6. Chameleon-like material that changes colour when flexed
Engineers at UC Berkeley have created a thin, flexible material that can change colour when it’s stretched or bent even a tiny amount. Inspired by chameleons, the material has thousands of tiny features smaller than a wavelength of light etched into its surface. These physically change the way light is reflected depending on how the material is flexed or bent. This is exactly how things such as fabric, leaves and paint get their colour, how butterflies get their wing colours, what makes our eyes blue or brown, and how chameleons control their skin tone.
7. Invisible clothing
Canadian Hyperstealth Biotechnology Corp claim to have developed a material that can camouflage its wearers completely – Quantum Stealth.
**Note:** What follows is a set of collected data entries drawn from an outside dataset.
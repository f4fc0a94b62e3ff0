//! Pipeline tuning knobs and their environment overrides.

use std::env;

use serde::{Deserialize, Serialize};

use crate::pipeline::PipelineError;

#[derive(Debug, Clone, PartialEq, Serialize, Deserialize)]
pub struct PipelineConfig {
    /// Every `sample_stride`-th priced record feeds the scatter collections.
    pub sample_stride: u64,
    /// Cap applied to every scatter collection in the output document.
    pub max_points: usize,
    pub histogram_bins: usize,
    /// Ceiling (raw price units) applied to the raw-price histogram input.
    pub raw_price_cap: f64,
    pub top_districts: usize,
    /// `1` runs a single sequential pass.
    pub partitions: usize,
    /// Priced records buffered per partition before a parallel batch runs.
    pub partition_batch_rows: usize,
}

impl Default for PipelineConfig {
    fn default() -> Self {
        Self {
            sample_stride: 30,
            max_points: 5_000,
            histogram_bins: 40,
            raw_price_cap: 500_000.0,
            top_districts: 5,
            partitions: 1,
            partition_batch_rows: 16_384,
        }
    }
}

impl PipelineConfig {
    pub fn validate(&self) -> Result<(), PipelineError> {
        if self.sample_stride == 0 {
            return Err(PipelineError::InvalidConfig(
                "sample_stride must be > 0".to_string(),
            ));
        }
        if self.histogram_bins == 0 {
            return Err(PipelineError::InvalidConfig(
                "histogram_bins must be > 0".to_string(),
            ));
        }
        if self.partitions == 0 {
            return Err(PipelineError::InvalidConfig(
                "partitions must be > 0".to_string(),
            ));
        }
        if self.partition_batch_rows == 0 {
            return Err(PipelineError::InvalidConfig(
                "partition_batch_rows must be > 0".to_string(),
            ));
        }
        if !(self.raw_price_cap.is_finite() && self.raw_price_cap > 0.0) {
            return Err(PipelineError::InvalidConfig(
                "raw_price_cap must be a positive number".to_string(),
            ));
        }
        Ok(())
    }

    /// Priced records held in memory at once by the partitioned mode.
    pub fn partition_buffer_len(&self) -> usize {
        self.partitions.saturating_mul(self.partition_batch_rows)
    }
}

pub fn pipeline_config_from_env() -> PipelineConfig {
    let mut config = PipelineConfig::default();

    if let Some(stride) = env_parse::<u64>("APT_SUMMARY_SAMPLE_STRIDE").filter(|v| *v > 0) {
        config.sample_stride = stride;
    }
    if let Some(max_points) = env_parse::<usize>("APT_SUMMARY_MAX_POINTS") {
        config.max_points = max_points;
    }
    if let Some(bins) = env_parse::<usize>("APT_SUMMARY_HISTOGRAM_BINS").filter(|v| *v > 0) {
        config.histogram_bins = bins;
    }
    if let Some(cap) =
        env_parse::<f64>("APT_SUMMARY_RAW_PRICE_CAP").filter(|v| v.is_finite() && *v > 0.0)
    {
        config.raw_price_cap = cap;
    }
    if let Some(top) = env_parse::<usize>("APT_SUMMARY_TOP_DISTRICTS") {
        config.top_districts = top;
    }
    if let Some(partitions) = env_parse::<usize>("APT_SUMMARY_PARTITIONS").filter(|v| *v > 0) {
        config.partitions = partitions;
    }
    if let Some(rows) =
        env_parse::<usize>("APT_SUMMARY_PARTITION_BATCH_ROWS").filter(|v| *v > 0)
    {
        config.partition_batch_rows = rows;
    }

    config
}

fn env_parse<T: std::str::FromStr>(key: &str) -> Option<T> {
    env::var(key).ok()?.trim().parse::<T>().ok()
}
Technically, this is possible. Ten years ago John Pendry, a theoretical physicist at Imperial College London, demonstrated that it should be possible to bend light around an object and hide it using metamaterials (structures engineered at microscopic levels to channel electromagnetic waves). Since then, it has been proven to work, but only in labs using specific wavelengths or from certain angles.
The company claim that the Quantum Stealth material works successfully by bending the light waves around the wearer, so a person can blend into his/her surroundings and that testing has demonstrated that 5% of a shadow would be on the wearer and 95% of the wearer’s shadows would be hidden. The Company has also developed SmartCamo – material embedded with Nanotechnology and metamaterials that blends into its surroundings by changing colours.
The US army has said it’s prepared to test the best ‘invisibility cloaks’ contenders within the next year, so maybe it’s not such a fanciful idea.
8. The Unseen – fabric whose colour changes with heat, sound
Two years ago, Lauren Bowker from The Unseen debuted a couture capsule collection made of a fabric that reacted to heat, sound and friction designed for Swarovski at London’s Fashion Week 2014. The fabric, on sensing a change in the wearer’s environment, changes colour immediately. It’s impregnated with specialised inks that react to seven separate fluctuations in the air around the wearer: UV rays, heat, pollution, moisture, friction, sound, and chemicals. The inks are a combination of Nano-compounds and dyes, and all react to these seven fluctuations in set ways, such as yellow to black in response to pollution.
18 months on, this translated into an accessories collection for Selfridge’s, where each piece was able to change colour to reflect changes in aerodynamics, moisture and ultra-violet light, and included a variety of items such as scarves, bags and a leather jacket.